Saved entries
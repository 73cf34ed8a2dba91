//! Command line parsing and mode dispatch.

use crate::config::Config;
use crate::error::CalcError;
use crate::models::{calculate_ipv4, calculate_ipv6, Family};
use crate::output::{self, OutputFormat};
use crate::processing::{deaggregate, split_network};
use clap::{CommandFactory, Parser};
use lazy_static::lazy_static;
use regex::Regex;
use thiserror::Error;

pub const VERSION: &str = env!("CARGO_PKG_VERSION");

const EXAMPLES: &str = "Examples:
  ipcalc 192.168.0.1/24
  ipcalc 192.168.0.1/255.255.128.0
  ipcalc 192.168.0.1 255.255.128.0
  ipcalc 2001:db8::1/48
  ipcalc -r 192.168.0.1 192.168.0.10
  ipcalc -s 192.168.0.0/24 10 20 30";

#[derive(Parser, Debug)]
#[command(name = "ipcalc")]
#[command(version, about = "IPv4/IPv6 subnet calculator")]
#[command(disable_version_flag = true)]
#[command(
    long_about = "ipcalc takes an IP address and netmask and calculates the resulting \
broadcast, network, Cisco wildcard mask, and host range. It can also cover an \
address range with CIDR blocks and split a network into subnets of given sizes."
)]
#[command(after_help = EXAMPLES)]
pub struct Cli {
    /// Don't display ANSI color codes
    #[arg(short = 'n', long)]
    pub nocolor: bool,

    /// Suppress the bitwise output
    #[arg(short = 'b', long)]
    pub nobinary: bool,

    /// Just print bit-count-mask of given address
    #[arg(short = 'c', long)]
    pub class: bool,

    /// Display results as HTML
    #[arg(short = 'H', long)]
    pub html: bool,

    /// Display results as JSON
    #[arg(short = 'j', long, conflicts_with = "html")]
    pub json: bool,

    /// Split into networks of specified sizes
    #[arg(short = 's', long, conflicts_with_all = ["range", "class"])]
    pub split: bool,

    /// Deaggregate address range
    #[arg(short = 'r', long, conflicts_with = "class")]
    pub range: bool,

    /// Debug logging on stderr
    #[arg(long)]
    pub verbose: bool,

    /// Print version
    #[arg(short = 'v', long = "version", action = clap::ArgAction::Version)]
    pub version: Option<bool>,

    /// <ADDRESS>[[/]<NETMASK>] [NETMASK], or START END with --range,
    /// or <NETWORK>[/<NETMASK>] [NETMASK] SIZE... with --split
    #[arg(value_name = "ARGS")]
    pub args: Vec<String>,
}

#[derive(Error, Debug)]
pub enum CliError {
    #[error("{0}")]
    Usage(&'static str),

    #[error("Invalid size: {0}")]
    InvalidSize(String),

    #[error(transparent)]
    Calc(#[from] CalcError),

    #[error("JSON output failed: {0}")]
    Json(#[from] serde_json::Error),
}

lazy_static! {
    static ref ADDR_MASK_RE: Regex =
        Regex::new(r"^\s*([^/\s]+)(?:/([^/\s]*))?\s*$").expect("Invalid Regex?");
}

/// Split `addr/mask` into its parts; the mask is `None` without a slash.
pub fn split_address_token(token: &str) -> Option<(&str, Option<&str>)> {
    let caps = ADDR_MASK_RE.captures(token)?;
    let addr = caps.get(1)?.as_str();
    let mask = caps.get(2).map(|m| m.as_str());
    Some((addr, mask))
}

/// Exit code for a failed parse: 0 for help and version, 1 for usage errors.
pub fn parse_error_code(err: &clap::Error) -> u8 {
    if err.use_stderr() {
        1
    } else {
        0
    }
}

/// Pick the output format from flags, config and whether stdout is a tty.
pub fn output_format(cli: &Cli, config: &Config, stdout_is_tty: bool) -> OutputFormat {
    OutputFormat {
        use_color: !cli.nocolor && !cli.html && !cli.json && !config.no_color && stdout_is_tty,
        use_html: cli.html && !cli.json,
        use_binary: !cli.nobinary,
    }
}

/// Run the selected mode and return everything destined for stdout.
pub fn run(cli: &Cli, config: &Config, format: &OutputFormat) -> Result<String, CliError> {
    if cli.args.is_empty() {
        return Ok(Cli::command().render_long_help().to_string());
    }

    let body = if cli.class {
        log::info!("class mode for {}", cli.args[0]);
        run_class(&cli.args[0])?
    } else if cli.range {
        log::info!("range mode for {:?}", cli.args);
        run_range(&cli.args, cli.json, format)?
    } else if cli.split {
        log::info!("split mode for {:?}", cli.args);
        run_split(&cli.args, cli.json, format)?
    } else {
        log::info!("network mode for {:?}", cli.args);
        run_network(&cli.args, config, cli.json, format)?
    };

    if format.use_html {
        Ok(format!(
            "{}{}{}",
            output::html_header(VERSION),
            body,
            output::html_footer()
        ))
    } else {
        Ok(body)
    }
}

fn run_class(address: &str) -> Result<String, CliError> {
    if Family::of_text(address) == Family::V6 {
        return Ok("IPv6 addresses don't have classes\n".to_string());
    }
    let class = crate::class_of(address)?;
    Ok(format!("{}\n", class.natural_prefix_len()))
}

fn run_range(args: &[String], json: bool, format: &OutputFormat) -> Result<String, CliError> {
    let [start, end, ..] = args else {
        return Err(CliError::Usage(
            "Deaggregate mode requires two IP addresses",
        ));
    };
    let blocks = deaggregate(start, end)?;
    if json {
        return Ok(output::deaggregation_json(&blocks)? + "\n");
    }
    Ok(format!(
        "Deaggregating {start} - {end}{}{}",
        format.line_break(),
        output::format_deaggregation(&blocks, format)
    ))
}

fn run_split(args: &[String], json: bool, format: &OutputFormat) -> Result<String, CliError> {
    if args.len() < 2 {
        return Err(CliError::Usage(
            "Split mode requires an IP/netmask and at least one size",
        ));
    }
    let (address, mask, size_args) = match split_address_token(&args[0]) {
        Some((address, Some(mask))) => (address, mask, &args[1..]),
        Some((address, None)) => (address, args[1].as_str(), &args[2..]),
        None => return Err(CalcError::InvalidAddress(args[0].clone()).into()),
    };
    if size_args.is_empty() {
        return Err(CliError::Usage(
            "Split mode requires an IP/netmask and at least one size",
        ));
    }

    let sizes = size_args
        .iter()
        .map(|s| s.parse::<u32>().map_err(|_| CliError::InvalidSize(s.clone())))
        .collect::<Result<Vec<u32>, CliError>>()?;

    let subnets = split_network(address, mask, &sizes)?;
    if json {
        return Ok(output::split_json(&sizes, &subnets)? + "\n");
    }
    Ok(format!(
        "Splitting {address}/{mask} into subnets{}{}",
        format.line_break(),
        output::format_split_network(&subnets, format)
    ))
}

fn run_network(
    args: &[String],
    config: &Config,
    json: bool,
    format: &OutputFormat,
) -> Result<String, CliError> {
    let (address, mask) = match split_address_token(&args[0]) {
        Some((address, Some(mask))) => (address, mask),
        Some((address, None)) => match args.get(1) {
            Some(mask) => (address, mask.as_str()),
            None => match Family::of_text(address) {
                Family::V4 => (address, config.default_v4_mask.as_str()),
                Family::V6 => (address, config.default_v6_prefix.as_str()),
            },
        },
        None => return Err(CalcError::InvalidAddress(args[0].clone()).into()),
    };

    match Family::of_text(address) {
        Family::V4 => {
            let network = calculate_ipv4(address, mask)?;
            if json {
                return Ok(output::ipv4_network_json(&network)? + "\n");
            }
            Ok(output::format_ipv4_network(&network, format))
        }
        Family::V6 => {
            let network = calculate_ipv6(address, mask)?;
            if json {
                return Ok(output::ipv6_network_json(&network)? + "\n");
            }
            Ok(output::format_ipv6_network(&network, format))
        }
    }
}

#[cfg(test)]
mod tests {
    use super::*;
    use pretty_assertions::assert_eq;

    fn parse(args: &[&str]) -> Cli {
        let mut argv = vec!["ipcalc"];
        argv.extend_from_slice(args);
        Cli::try_parse_from(argv).expect("valid command line")
    }

    fn run_plain(args: &[&str]) -> Result<String, CliError> {
        let cli = parse(args);
        let config = Config::default();
        let format = output_format(&cli, &config, false);
        run(&cli, &config, &format)
    }

    #[test]
    fn test_split_address_token() {
        assert_eq!(
            split_address_token("10.0.0.1/24"),
            Some(("10.0.0.1", Some("24")))
        );
        assert_eq!(
            split_address_token("10.0.0.1/255.255.0.0"),
            Some(("10.0.0.1", Some("255.255.0.0")))
        );
        assert_eq!(split_address_token("fe80::1"), Some(("fe80::1", None)));
        assert_eq!(split_address_token("a/b/c"), None);
        assert_eq!(split_address_token(""), None);
    }

    #[test]
    fn test_output_format() {
        let config = Config::default();
        let cli = parse(&["-b", "10.0.0.1"]);
        let format = output_format(&cli, &config, true);
        assert!(format.use_color);
        assert!(!format.use_binary);
        assert!(!output_format(&cli, &config, false).use_color);

        let cli = parse(&["-H", "10.0.0.1"]);
        let format = output_format(&cli, &config, true);
        assert!(format.use_html);
        assert!(!format.use_color);

        let no_color = Config {
            no_color: true,
            ..Config::default()
        };
        let cli = parse(&["10.0.0.1"]);
        assert!(!output_format(&cli, &no_color, true).use_color);
    }

    #[test]
    fn test_conflicting_modes() {
        assert!(Cli::try_parse_from(["ipcalc", "-s", "-r", "10.0.0.0"]).is_err());
        assert!(Cli::try_parse_from(["ipcalc", "-j", "-H", "10.0.0.0"]).is_err());
    }

    #[test]
    fn test_version_flag() {
        use clap::error::ErrorKind;
        for flag in ["-v", "--version"] {
            let err = Cli::try_parse_from(["ipcalc", flag]).unwrap_err();
            assert_eq!(err.kind(), ErrorKind::DisplayVersion);
            assert_eq!(parse_error_code(&err), 0);
        }
    }

    #[test]
    fn test_parse_error_codes() {
        let help = Cli::try_parse_from(["ipcalc", "--help"]).unwrap_err();
        assert_eq!(parse_error_code(&help), 0);
        for argv in [
            vec!["ipcalc", "-s", "-r", "10.0.0.0"],
            vec!["ipcalc", "--bogus", "10.0.0.0"],
            vec!["ipcalc", "-s", "10.0.0.0/24", "-5"],
        ] {
            let err = Cli::try_parse_from(argv).unwrap_err();
            assert_eq!(parse_error_code(&err), 1);
        }
    }

    #[test]
    fn test_run_network_forms() {
        let slash = run_plain(&["-b", "192.168.1.1/24"]).unwrap();
        let spaced = run_plain(&["-b", "192.168.1.1", "255.255.255.0"]).unwrap();
        let default = run_plain(&["-b", "192.168.1.1"]).unwrap();
        assert_eq!(slash, spaced);
        assert_eq!(slash, default);
        assert!(slash.contains("Network:   192.168.1.0/24"));
    }

    #[test]
    fn test_run_ipv6_default_prefix() {
        let text = run_plain(&["-b", "2001:db8::1"]).unwrap();
        assert!(text.contains("Prefix:    2001:db8::/64"));
    }

    #[test]
    fn test_run_class() {
        assert_eq!(run_plain(&["-c", "172.16.0.1"]).unwrap(), "16\n");
        assert_eq!(run_plain(&["-c", "230.0.0.1"]).unwrap(), "4\n");
        assert_eq!(
            run_plain(&["-c", "::1"]).unwrap(),
            "IPv6 addresses don't have classes\n"
        );
    }

    #[test]
    fn test_run_range() {
        assert_eq!(
            run_plain(&["-r", "192.168.0.0", "192.168.1.255"]).unwrap(),
            "Deaggregating 192.168.0.0 - 192.168.1.255\n192.168.0.0/23\n"
        );
        assert!(matches!(
            run_plain(&["-r", "192.168.0.0"]),
            Err(CliError::Usage(_))
        ));
        assert!(matches!(
            run_plain(&["-r", "::1", "::2"]),
            Err(CliError::Calc(CalcError::UnsupportedFamily(_)))
        ));
    }

    #[test]
    fn test_run_split() {
        let expected = "Splitting 192.168.0.0/24 into subnets\n\
                        Subnet 1: 192.168.0.0/28\n\
                        Subnet 2: 192.168.0.32/27\n\
                        Subnet 3: 192.168.0.64/27\n";
        assert_eq!(
            run_plain(&["-s", "192.168.0.0/24", "10", "20", "30"]).unwrap(),
            expected
        );
        assert_eq!(
            run_plain(&["-s", "192.168.0.0", "24", "10", "20", "30"]).unwrap(),
            expected
        );
        assert!(matches!(
            run_plain(&["-s", "192.168.0.0/24", "ten"]),
            Err(CliError::InvalidSize(_))
        ));
        assert!(matches!(
            run_plain(&["-s", "192.168.0.0", "24"]),
            Err(CliError::Usage(_))
        ));
        assert!(matches!(
            run_plain(&["-s", "192.168.0.0/24", "200", "200"]),
            Err(CliError::Calc(CalcError::CapacityExceeded { .. }))
        ));
    }

    #[test]
    fn test_run_html_wraps_body() {
        let text = run_plain(&["-H", "-b", "10.0.0.1/8"]).unwrap();
        assert!(text.starts_with("<!DOCTYPE HTML"));
        assert!(text.ends_with("</html>\n"));
        assert!(text.contains("<br>\n"));
    }

    #[test]
    fn test_run_json() {
        let text = run_plain(&["-j", "10.1.2.3/16"]).unwrap();
        let value: serde_json::Value = serde_json::from_str(&text).unwrap();
        assert_eq!(value["network"], "10.1.0.0");
        assert_eq!(value["host_count"], 65534);
    }

    #[test]
    fn test_run_errors() {
        assert!(matches!(
            run_plain(&["999.1.1.1/24"]),
            Err(CliError::Calc(CalcError::InvalidAddress(_)))
        ));
        assert_eq!(
            run_plain(&["10.0.0.1/255.0.255.0"]).unwrap_err().to_string(),
            "invalid netmask: 255.0.255.0 (not contiguous)"
        );
    }

    #[test]
    fn test_run_without_args_prints_help() {
        let text = run_plain(&[]).unwrap();
        assert!(text.contains("Usage:"));
        assert!(text.contains("Examples:"));
    }
}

EXERCISE AIM => Every line above that carries the string "OutputFormat" should be copied.

RESPONSE AREA =>
use crate::output::{self, OutputFormat};
pub fn output_format(cli: &Cli, config: &Config, stdout_is_tty: bool) -> OutputFormat {
    OutputFormat {
pub fn run(cli: &Cli, config: &Config, format: &OutputFormat) -> Result<String, CliError> {
fn run_range(args: &[String], json: bool, format: &OutputFormat) -> Result<String, CliError> {
fn run_split(args: &[String], json: bool, format: &OutputFormat) -> Result<String, CliError> {
    format: &OutputFormat,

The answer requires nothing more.